In the first paragraph of a post I had written earlier this month, I referred to data engineers as producers of data. Someone immediately replied and something to the extent of, "You lost me at the first sentence. Data Engineers can't be data owners."
Clearly, I ruffled some feathers, and I have done the same plenty in the past whenever I talked about ownership of data.
Let's say your company uses Segment to send events from its website to its data warehouse. Each Segment event, by default, creates a table in the warehouse. You, the data engineer, have created a derived view that aggregates all of these events into one table to make it much more accessible and consumable. A few days later, an analyst comes to you and says, "This view no longer has up-to-date data for any event." And then asks the dreaded question: "Who's the owner?"
In this case, the answer is somewhat obvious - the person who created this derived view, i.e. you — the data engineer.

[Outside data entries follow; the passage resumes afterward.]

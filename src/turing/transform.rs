//! Random mutation of Turing trees.

use log::trace;
use rand::distributions::{Distribution, WeightedIndex};
use rand::Rng;
use serde::{Deserialize, Serialize};

use crate::error::EvoError;
use crate::ssa::generator::{generate_initial, random_mutate, strip_static_invalid_values};
use crate::EvoResult;

use super::node::{ScalarBasicBlock, TuringNode};

/// Tunable weights of `RandomTransformer`.
#[derive(Debug, Clone, Copy, PartialEq, Serialize, Deserialize)]
pub struct MutationOdds {
    /// Block mutation: recurse into a random child.
    pub descend: u32,
    /// Block mutation: insert a random leaf before a random child.
    pub insert: u32,
    /// Block mutation: remove a random child.
    pub remove: u32,
    /// Probability that a loop re-rolls its condition variable instead of
    /// mutating its body.
    pub loop_flip: f64,
    /// Probability that a memory write re-rolls its address rather than its value.
    pub write_address: f64,
    pub leaf_read: u32,
    pub leaf_write: u32,
    pub leaf_block: u32,
    pub leaf_loop: u32,
}

impl Default for MutationOdds {
    fn default() -> Self {
        Self {
            descend: 1,
            insert: 1,
            remove: 1,
            loop_flip: 0.5,
            write_address: 0.5,
            leaf_read: 1,
            leaf_write: 1,
            leaf_block: 1,
            leaf_loop: 1,
        }
    }
}

impl MutationOdds {
    pub fn validate(&self) -> EvoResult<()> {
        if self.descend + self.insert + self.remove == 0 {
            return Err(EvoError::InvalidConfig {
                message: "block mutation weights are all zero".to_string(),
            });
        }
        if self.leaf_read + self.leaf_write + self.leaf_block + self.leaf_loop == 0 {
            return Err(EvoError::InvalidConfig {
                message: "leaf weights are all zero".to_string(),
            });
        }
        for (name, p) in [("loop_flip", self.loop_flip), ("write_address", self.write_address)] {
            if !(0.0..=1.0).contains(&p) {
                return Err(EvoError::InvalidConfig {
                    message: format!("{} must be a probability, got {}", name, p),
                });
            }
        }
        Ok(())
    }
}

#[derive(Debug, Clone, Copy)]
enum BlockEdit {
    Descend,
    Insert,
    Remove,
}

#[derive(Debug, Clone, Copy)]
enum Leaf {
    Read,
    Write,
    BasicBlock,
    Loop,
}

/// Applies one random edit somewhere in a tree.
#[derive(Debug, Clone)]
pub struct RandomTransformer {
    variables: usize,
    block_complexity: usize,
    odds: MutationOdds,
    edits: WeightedIndex<u32>,
    leaves: WeightedIndex<u32>,
}

impl RandomTransformer {
    pub fn new(variables: usize, block_complexity: usize, odds: MutationOdds) -> EvoResult<Self> {
        if variables == 0 {
            return Err(EvoError::NoArguments);
        }
        if block_complexity <= variables {
            return Err(EvoError::ComplexityTooLow {
                complexity: block_complexity,
                arguments: variables,
            });
        }
        odds.validate()?;

        let weights_error = |err: rand::distributions::WeightedError| EvoError::InvalidConfig {
            message: err.to_string(),
        };
        let edits = WeightedIndex::new([odds.descend, odds.insert, odds.remove]).map_err(weights_error)?;
        let leaves = WeightedIndex::new([odds.leaf_read, odds.leaf_write, odds.leaf_block, odds.leaf_loop])
            .map_err(weights_error)?;

        Ok(Self {
            variables,
            block_complexity,
            odds,
            edits,
            leaves,
        })
    }

    /// A fresh basic block: variables in, random nodes, every variable out.
    pub fn random_basic_block<R: Rng + ?Sized>(&self, rng: &mut R) -> EvoResult<ScalarBasicBlock> {
        let mut nodes = generate_initial(self.variables, self.block_complexity, rng)?;
        strip_static_invalid_values(&mut nodes, self.block_complexity - self.variables, rng);
        Ok(ScalarBasicBlock::new(nodes))
    }

    pub fn random_leaf<R: Rng + ?Sized>(&self, rng: &mut R) -> EvoResult<TuringNode> {
        const LEAVES: [Leaf; 4] = [Leaf::Read, Leaf::Write, Leaf::BasicBlock, Leaf::Loop];

        let leaf = match LEAVES[self.leaves.sample(rng)] {
            Leaf::Read => TuringNode::MemoryRead {
                target: self.random_variable(rng),
            },
            Leaf::Write => TuringNode::MemoryWrite {
                address: self.random_variable(rng),
                value: self.random_variable(rng),
            },
            Leaf::BasicBlock => TuringNode::BasicBlock(self.random_basic_block(rng)?),
            Leaf::Loop => TuringNode::WhileLoop {
                condition: self.random_variable(rng),
                body: Box::new(TuringNode::Block(vec![TuringNode::BasicBlock(
                    self.random_basic_block(rng)?,
                )])),
            },
        };

        Ok(leaf)
    }

    /// Apply one random edit to `node` or one of its descendants.
    pub fn mutate<R: Rng + ?Sized>(&self, node: &mut TuringNode, rng: &mut R) -> EvoResult<()> {
        const EDITS: [BlockEdit; 3] = [BlockEdit::Descend, BlockEdit::Insert, BlockEdit::Remove];

        match node {
            TuringNode::Block(children) if children.is_empty() => {
                children.push(self.random_leaf(rng)?);
            }
            TuringNode::Block(children) => {
                let target = rng.gen_range(0..children.len());
                match EDITS[self.edits.sample(rng)] {
                    BlockEdit::Descend => self.mutate(&mut children[target], rng)?,
                    BlockEdit::Insert => children.insert(target, self.random_leaf(rng)?),
                    BlockEdit::Remove => {
                        children.remove(target);
                    }
                }
            }
            TuringNode::BasicBlock(block) => {
                let slot = random_mutate(&mut block.nodes, self.variables, rng);
                strip_static_invalid_values(&mut block.nodes, self.block_complexity - self.variables, rng);
                block.specialized = None;
                trace!("Mutated basic block slot {:?}", slot);
            }
            TuringNode::WhileLoop { condition, body } => {
                if rng.gen_bool(self.odds.loop_flip) {
                    *condition = self.random_variable(rng);
                } else {
                    self.mutate(body, rng)?;
                }
            }
            TuringNode::MemoryRead { target } => {
                *target = self.random_variable(rng);
            }
            TuringNode::MemoryWrite { address, value } => {
                if rng.gen_bool(self.odds.write_address) {
                    *address = self.random_variable(rng);
                } else {
                    *value = self.random_variable(rng);
                }
            }
            TuringNode::NoOp => {}
        }

        Ok(())
    }

    fn random_variable<R: Rng + ?Sized>(&self, rng: &mut R) -> u16 {
        rng.gen_range(0..self.variables) as u16
    }
}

But what if the question being asked was slightly different:
- What action on the website triggers this event to happen? OR,
- What does a particular item in the payload for place_order event mean?
It's obvious that data engineers can't be held responsible for answering such questions.
It turns out that who the data owner is depends on the question being asked.
Here are some common situations where someone could be asking the ownership question:
- The data is stale. Who should triage and fix it?
- The data is "wrong." Some fields are nulls or malformed.
- What does this particular field mean?
- Can this data be used for a new ML model that will show a different price to different people on the website?
Ultimately, ownership of data can be divided into 3 categories:
- Delivery owner — Ensures that this particular data gets delivered on time, on a promised delivery SLA. Usually, this is a data engineer or analytics engineer responsible for developing and maintaining the pipeline that produces this data.
- Domain owner — What does this particular value in a field (or column) mean? When does this particular event get triggered? Usually, this is a product engineer who created the event or the analysts and data scientists who use this data most frequently and understand the physical reality that the data represents.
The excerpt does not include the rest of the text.